“When someone tells you they are too ‘busy’… It’s not a reflection of their schedule;
it’s a reflection of YOUR spot on their schedule.”
― Steve Maraboli
It’s happened to me many times. How about to you? Plans fall through because a friend/family member/acquaintance is suddenly “too busy” to participate/visit/chat. Have you heard these statements or similar ones?
“Oh I want to attend the blah-blah-blah concert, but it’s crazy-busy at work…”
“If I weren’t so darn busy I’d take that iPhone photography class that I really, really, want to take.”
“How am I doing? Not great. I’m so busy I can’t get anything done.”
“I’d love to volunteer. It’s just that right now is such a busy time…”
“One day, when I’m not so busy, I’ll ________ (fill in blank).”
It is a word people accept with little thought. Busy is good, right? Busy people are doing things. Busy people are to be admired because they are not sitting around stagnating.
I’ve heard some people have “busy envy.” They think, I don’t want to say nothing is new with me because so and so is always busy. She’ll think less of me if I don’t come up with a list of busy-ness that is comparable to hers. Oh my gosh! Maybe I AM a total slacker! Ack!
Lately I’ve been reading more about the concept of busy, and wanted to share a few thoughts that resonated with me. Why? Because I care about women’s happiness and know we’re run ragged by being busy.
From the book, You Are A Badass by Jen Sincero:
“When we are forced to do something, suddenly the time is there. Which means it’s there all the time, but we’ve just chosen to limit ourselves to believing that it isn’t. Ever notice how if you’ve got six months to do something, it’ll take you six months to do it, but if you have a week, it’ll take you a week? Once you understand that tie, like the rest of your reality, is in your mind, you can make it work for you instead of being its slave.
Here is a quote from the Wall Street Journal:
“Instead of saying “I don’t have time” try saying “it’s not a priority,” and see how that feels. Often, that’s a perfectly adequate explanation. I have time to iron my sheets, I just don’t want to. But other things are harder. Try it: “I’m not going to edit your résumé, sweetie, because it’s not a priority.” “I don’t go to the doctor because my health is not a priority.” If these phrases don’t sit well, that’s the point. Changing our language reminds us that time is a choice.

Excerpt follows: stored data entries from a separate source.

use std::fs;
use std::path::Path;

use log::{debug, info};
use serde::{Deserialize, Serialize};

use crate::buffer::{Color, PixelBuffer, Point};
use crate::draw::{Brush, DrawOp, Shape};
use crate::error::Result;
use crate::filters::{Filter, Levels};

/// One step of a recipe
#[derive(Debug, Clone, PartialEq, Serialize, Deserialize)]
#[serde(rename_all = "snake_case")]
pub enum Step {
    Draw(DrawOp),
    Filter(Filter),
}

impl Step {
    pub fn name(&self) -> &'static str {
        match self {
            Step::Draw(op) => op.name(),
            Step::Filter(f) => f.name(),
        }
    }
}

impl From<DrawOp> for Step {
    fn from(op: DrawOp) -> Self {
        Step::Draw(op)
    }
}

impl From<Filter> for Step {
    fn from(filter: Filter) -> Self {
        Step::Filter(filter)
    }
}

fn default_background() -> Color {
    Color::WHITE
}

/// A canvas plus the ordered drawing and filter steps applied to it
#[derive(Debug, Clone, PartialEq, Serialize, Deserialize)]
pub struct Recipe {
    pub name: String,
    pub width: u32,
    pub height: u32,
    #[serde(default = "default_background")]
    pub background: Color,
    #[serde(default)]
    pub steps: Vec<Step>,
}

impl Recipe {
    pub fn new(name: impl Into<String>, width: u32, height: u32) -> Self {
        Self {
            name: name.into(),
            width,
            height,
            background: default_background(),
            steps: Vec::new(),
        }
    }

    pub fn push(&mut self, step: impl Into<Step>) {
        self.steps.push(step.into());
    }

    pub fn with(mut self, step: impl Into<Step>) -> Self {
        self.push(step);
        self
    }

    /// Blank starting canvas
    pub fn canvas(&self) -> Result<PixelBuffer> {
        PixelBuffer::filled(self.width, self.height, self.background)
    }

    /// Run every step on a fresh canvas
    pub fn run(&self) -> Result<PixelBuffer> {
        self.run_on(self.canvas()?)
    }

    /// Run every step starting from `buffer`
    pub fn run_on(&self, mut buffer: PixelBuffer) -> Result<PixelBuffer> {
        info!("recipe '{}': {} steps", self.name, self.steps.len());
        for (i, step) in self.steps.iter().enumerate() {
            debug!("step {} ({})", i, step.name());
            buffer = match step {
                Step::Draw(op) => {
                    op.apply(&mut buffer)?;
                    buffer
                }
                Step::Filter(filter) => filter.apply(&buffer)?,
            };
        }
        Ok(buffer)
    }

    pub fn from_json(json: &str) -> Result<Self> {
        Ok(serde_json::from_str(json)?)
    }

    pub fn to_json(&self) -> Result<String> {
        Ok(serde_json::to_string_pretty(self)?)
    }

    /// Save recipe to a JSON file
    pub fn save(&self, path: impl AsRef<Path>) -> Result<()> {
        fs::write(path, self.to_json()?)?;
        Ok(())
    }

    /// Load recipe from a JSON file
    pub fn load(path: impl AsRef<Path>) -> Result<Self> {
        let json = fs::read_to_string(path)?;
        Self::from_json(&json)
    }

    /// Built-in sample: a filled star, an outline and a few filters
    pub fn demo() -> Self {
        let red = Brush::new(Color::rgb(200, 30, 40), 1);
        let blue = Brush::new(Color::rgb(20, 60, 220), 3);
        Recipe::new("demo", 240, 180)
            .with(DrawOp::Star {
                center: Point::new(120, 90),
                shape: Shape::default(),
                brush: red,
            })
            .with(DrawOp::Fill {
                seed: Point::new(120, 90),
                color: Color::rgb(250, 200, 40),
            })
            .with(DrawOp::Polygon {
                center: Point::new(120, 90),
                shape: Shape {
                    vertices: 6,
                    radius: 85.0,
                    rotation_deg: 30.0,
                },
                brush: blue,
            })
            .with(DrawOp::Line {
                from: Point::new(0, 179),
                to: Point::new(239, 0),
                brush: Brush::eraser(5),
            })
            .with(Filter::Blur { size: 3 })
            .with(Filter::Twirl { degrees: 60.0 })
            .with(Filter::OrderedDither {
                levels: Levels::uniform(4),
                matrix_size: None,
            })
    }
}

impl Default for Recipe {
    fn default() -> Self {
        Self::new("untitled", 640, 480)
    }
}

#[cfg(test)]
mod tests {
    use super::*;
    use crate::error::Error;

    #[test]
    fn test_parse_minimal_recipe() {
        let recipe = Recipe::from_json(
            r#"{
                "name": "tiny",
                "width": 3,
                "height": 2,
                "steps": [
                    {"draw": {"op": "line", "from": {"x": 0, "y": 0}, "to": {"x": 2, "y": 0}}},
                    {"filter": {"op": "inverse"}}
                ]
            }"#,
        )
        .unwrap();
        assert_eq!(recipe.background, Color::WHITE);
        assert_eq!(recipe.steps.len(), 2);

        let out = recipe.run().unwrap();
        // Black line inverted to white, white background inverted to black
        for x in 0..3 {
            assert_eq!(out.at(x, 0), Color::WHITE);
            assert_eq!(out.at(x, 1), Color::BLACK);
        }
    }

    #[test]
    fn test_step_tags() {
        let step = Step::from(Filter::Sharpen);
        let json = serde_json::to_value(&step).unwrap();
        assert_eq!(json["filter"]["op"], "sharpen");
        assert_eq!(step.name(), "sharpen");
    }

    #[test]
    fn test_failing_step_aborts_run() {
        let recipe = Recipe::new("bad", 4, 4).with(Filter::Blur { size: 4 });
        assert!(matches!(recipe.run(), Err(Error::InvalidKernel(_))));
    }

    #[test]
    fn test_empty_canvas_rejected() {
        let recipe = Recipe::new("empty", 0, 4);
        assert!(matches!(recipe.canvas(), Err(Error::EmptyBuffer { .. })));
    }

    #[test]
    fn test_bad_json_is_reported() {
        assert!(matches!(Recipe::from_json("{"), Err(Error::Json(_))));
    }

    #[test]
    fn test_demo_runs() {
        let recipe = Recipe::demo();
        let out = recipe.run().unwrap();
        assert_eq!((out.width(), out.height()), (recipe.width, recipe.height));
    }
}
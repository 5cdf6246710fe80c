//! Twirl: a swirl that is strongest at the centre and fades to nothing at
//! the edge of the inscribed circle

use crate::buffer::PixelBuffer;
use crate::error::{Error, Result};

/// Twirl by `angle` radians at the centre.
///
/// Inside radius `R = min(w, h) / 2` a pixel at distance `d` has its polar
/// angle turned by `angle · (R - d) / R` and is sampled nearest-neighbour
/// from there; pixels outside `R` are copied.
pub fn twirl(buffer: &PixelBuffer, angle: f64) -> Result<PixelBuffer> {
    if !angle.is_finite() {
        return Err(Error::parameter("twirl angle", format!("{} is not finite", angle)));
    }
    let w = buffer.width() as usize;
    let h = buffer.height() as usize;
    let cx = w as f64 / 2.0;
    let cy = h as f64 / 2.0;
    let radius = cx.min(cy);

    Ok(PixelBuffer::par_from_fn(buffer.width(), buffer.height(), |x, y| {
        let dx = x as f64 - cx;
        let dy = y as f64 - cy;
        let d = dx.hypot(dy);
        if d >= radius {
            return buffer.at(x, y);
        }
        let a = dy.atan2(dx) + angle * (radius - d) / radius;
        let sx = (cx + d * a.cos()).round().clamp(0.0, (w - 1) as f64) as usize;
        let sy = (cy + d * a.sin()).round().clamp(0.0, (h - 1) as f64) as usize;
        buffer.at(sx, sy)
    }))
}

#[cfg(test)]
mod tests {
    use super::*;
    use crate::buffer::Color;

    fn sample() -> PixelBuffer {
        PixelBuffer::par_from_fn(12, 9, |x, y| Color::rgb((x * 20) as u8, (y * 25) as u8, 1))
    }

    #[test]
    fn test_zero_angle_is_identity() {
        let src = sample();
        assert_eq!(twirl(&src, 0.0).unwrap(), src);
    }

    #[test]
    fn test_outside_radius_untouched() {
        let src = sample();
        let out = twirl(&src, std::f64::consts::PI).unwrap();
        // Corners are further than 4.5 from the centre (6, 4.5)
        for (x, y) in [(0, 0), (11, 0), (0, 8), (11, 8), (1, 4)] {
            assert_eq!(out.at(x, y), src.at(x, y));
        }
    }

    #[test]
    fn test_turn_grows_toward_centre() {
        let src = sample();
        let out = twirl(&src, std::f64::consts::PI).unwrap();
        // Near the centre the turn is about 0.75 of a half turn
        assert_eq!(out.at(7, 4), src.at(6, 6));
        assert_ne!(out, src);
    }
}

If we don’t like how we’re spending an hour, we can choose differently.”
And I love these gems by Derek Sivers and Tim Ferriss from the book, Tools Of Titans by Tim Ferriss:
Derek Sivers…Busy = out of control. “Every time people contact me, they say, ‘Look, I know you must be incredibly busy…’ and I always think, ‘No, I’m not.’ Because I’m in control of my time. I’m on top of it. ‘Busy,’ to me, seems to imply ‘out of control.’ Like, ‘Oh my God, I’m so busy. I don’t have any time for this shit!’ To me, that sounds like a person who’s got no control over their life.”
To which Tim Ferris replies, “Lack of time is lack of priorities. If I’m “busy,” it’s because I’ve made choices that put me in that position, so I’ve forbidden myself to reply to “How are you?” with “Busy.” I have no right to complain. Instead, if I’m too busy, it’s a cue to reexamine my systems and rules.”
And now into the Busy Season…
Hmmm. Today is Halloween. In a heartbeat it will be Thanksgiving, then Christmas, and then the New Year. How many times will you hear the word “busy” in the days ahead? How many times will you hear it coming from your own sweet lips?
Maybe it’s time to reconsider what busy means to us, and what it costs us. Do we really have so little choice when it comes to our lives? Is our busy a source of happiness or numbness?
I’d love to know how you feel about being busy, “too” busy, and crazy busy. Is it good? Is it bad? Meh?
And no, you can’t wait until you’re less busy to think about it!
Barbara Dreyer says
At the suggestion of a friend I have eliminated using the word “busy” which triggered the feeling of ” frantic” in me. Instead, “I have several things to do”, implies choice and prioritizing. Thanks Gail!
What a great suggestion, Barbara! I’ve been trying hard to find a better replacement word as well. Thank you!